Dora Carrera, una de las madres fundadoras de la Asociación Érguete y rostro emblemático de la lucha contra el narcotráfico en Galicia, falleció este fin de semana a los 93 años. Desde los inicios de la organización en 1985, Carrera participó activamente en protestas, campañas de concienciación y programas de apoyo a familiares de víctimas de las drogas.
La asociación, de la que seguía siendo vicepresidenta, confirmó su fallecimiento a través de un comunicado en el que la recuerdan como uno de sus “faros”. Destacan su orgullo por sus hijos, especialmente por Esteban, fallecido víctima de la adicción, y aseguran que su legado seguirá inspirando la labor de Érguete. «Él se marchó antes de tiempo, pero Dora continuó la lucha de Érguete hasta este sábado. Nosotros seguiremos por ella, por Esteban, por su familia y por todas las personas que hicieron y harán de Érguete otro hijo más de Dora», apuntan.

Sus compañeras recuerdan su fuerza y dedicación con numerosas anécdotas, como la vivida el pasado verano. A pesar del calor, Carrera se trasladó al centro penitenciario de A Lama para compartir una jornada con personas presas por problemas de adicción, acompañándolas mientras aprendían a pedir perdón por los daños causados a sus familias y víctimas. «Les contó la historia de su hijo y escuchó la de cada uno de ellos. Los abrazó y se marchó con una sonrisa de oreja a oreja», relatan desde la asociación.

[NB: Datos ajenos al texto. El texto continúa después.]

//! Ports - Interfaces for external dependencies.
//!
//! Following hexagonal architecture, ports define the contracts between
//! the engine and the outside world. Adapters implement these ports.
//!
//! The engine's contract is synchronous and suspension-free: every port is
//! a plain trait over fully-materialized data, and the caller owns any
//! network or storage latency behind it.
//!
//! - `Clock` - injected "today", never read implicitly
//! - `SnapshotReader` - point-in-time read accessor over the collections
//! - `PlanStore` - write accessor for plan and entity mutations

mod clock;
mod snapshot;
mod store;

pub use clock::{Clock, FixedClock, SystemClock};
pub use snapshot::{SnapshotError, SnapshotReader, TrackerSnapshot};
pub use store::{PlanStore, StoreError};
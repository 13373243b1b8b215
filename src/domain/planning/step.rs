//! DailyStep entity - a one-off or goal-linked unit of work.

use serde::{Deserialize, Serialize};

use crate::domain::foundation::{GoalId, PlanDate, StepId};

/// A dated unit of work.
///
/// A step dated strictly before "today" and not completed is *overdue*;
/// overdue steps keep surfacing through the candidate set until completed,
/// rescheduled, or deleted by the caller.
#[derive(Debug, Clone, PartialEq, Serialize, Deserialize)]
pub struct DailyStep {
    pub id: StepId,
    #[serde(default)]
    pub goal_id: Option<GoalId>,
    pub title: String,
    pub date: PlanDate,
    #[serde(default)]
    pub completed: bool,
    #[serde(default)]
    pub is_important: bool,
    #[serde(default)]
    pub is_urgent: bool,
}

impl DailyStep {
    /// Creates an incomplete step for the given date.
    pub fn new(title: impl Into<String>, date: PlanDate) -> Self {
        Self {
            id: StepId::new(),
            goal_id: None,
            title: title.into(),
            date,
            completed: false,
            is_important: false,
            is_urgent: false,
        }
    }

    /// Links the step to a goal.
    pub fn with_goal(mut self, goal_id: GoalId) -> Self {
        self.goal_id = Some(goal_id);
        self
    }

    /// Marks the step important.
    pub fn important(mut self) -> Self {
        self.is_important = true;
        self
    }

    /// Marks the step urgent.
    pub fn urgent(mut self) -> Self {
        self.is_urgent = true;
        self
    }

    /// True when the step's date is strictly before `today` and it has not
    /// been completed.
    pub fn is_overdue(&self, today: PlanDate) -> bool {
        !self.completed && self.date < today
    }

    /// Days this step has been overdue; zero when not overdue.
    pub fn days_overdue(&self, today: PlanDate) -> i64 {
        if self.is_overdue(today) {
            self.date.days_between(&today)
        } else {
            0
        }
    }

    /// Display ranking score: importance weighs double urgency.
    pub fn priority_score(&self) -> u8 {
        2 * u8::from(self.is_important) + u8::from(self.is_urgent)
    }

    /// Marks the step completed.
    pub fn complete(&mut self) {
        self.completed = true;
    }

    /// Moves the step to a new date.
    pub fn reschedule(&mut self, date: PlanDate) {
        self.date = date;
    }
}
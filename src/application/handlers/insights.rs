//! GetAspirationInsightsHandler - balances and difficulty grouping for
//! every aspiration in the snapshot.

use std::sync::Arc;

use serde::Serialize;
use thiserror::Error;

use crate::config::AggregationConfig;
use crate::domain::progress::{
    aspiration_balance, classify_difficulty, AspirationBalance, Difficulty,
};
use crate::ports::{Clock, SnapshotError, SnapshotReader};

/// Errors raised while assembling insights.
#[derive(Debug, Clone, PartialEq, Eq, Error)]
pub enum InsightsError {
    #[error(transparent)]
    Snapshot(#[from] SnapshotError),
}

/// One aspiration's balance plus its display grouping.
#[derive(Debug, Clone, PartialEq, Serialize)]
pub struct AspirationInsight {
    pub name: String,
    pub balance: AspirationBalance,
    pub difficulty: Difficulty,
}

/// Handler computing per-aspiration insights.
pub struct GetAspirationInsightsHandler {
    reader: Arc<dyn SnapshotReader>,
    clock: Arc<dyn Clock>,
    config: AggregationConfig,
}

impl GetAspirationInsightsHandler {
    pub fn new(
        reader: Arc<dyn SnapshotReader>,
        clock: Arc<dyn Clock>,
        config: AggregationConfig,
    ) -> Self {
        Self {
            reader,
            clock,
            config,
        }
    }

    pub fn handle(&self) -> Result<Vec<AspirationInsight>, InsightsError> {
        let snapshot = self.reader.snapshot()?;
        let today = self.clock.today();

        Ok(snapshot
            .aspirations
            .iter()
            .map(|aspiration| {
                let balance = aspiration_balance(
                    aspiration.id,
                    &snapshot.goals,
                    &snapshot.habits,
                    &snapshot.steps,
                    today,
                    &self.config,
                );
                let difficulty = classify_difficulty(&balance, &self.config);
                AspirationInsight {
                    name: aspiration.name.clone(),
                    balance,
                    difficulty,
                }
            })
            .collect())
    }
}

El comunicado también destaca su carácter combativo, recordando cómo gritaba con rabia durante la Operación Nécora, que permitió condenar a destacados narcotraficantes como Laureano Oubiña. Al mismo tiempo, subrayan su capacidad para soñar y transmitir esperanza. “Dora creía que se podía vencer a los narcotraficantes y salvar a los hijos afectados, y nos enseñó que se podía ganar. Ese ejemplo nos queda para siempre”, relatan.
La asociación concluye su mensaje de despedida evocando la gala de los 40 años de Érguete en Vigo, donde Carrera, rodeada de amigos y compañeros, recibió el reconocimiento de toda una sociedad que jamás dejará de aplaudirla.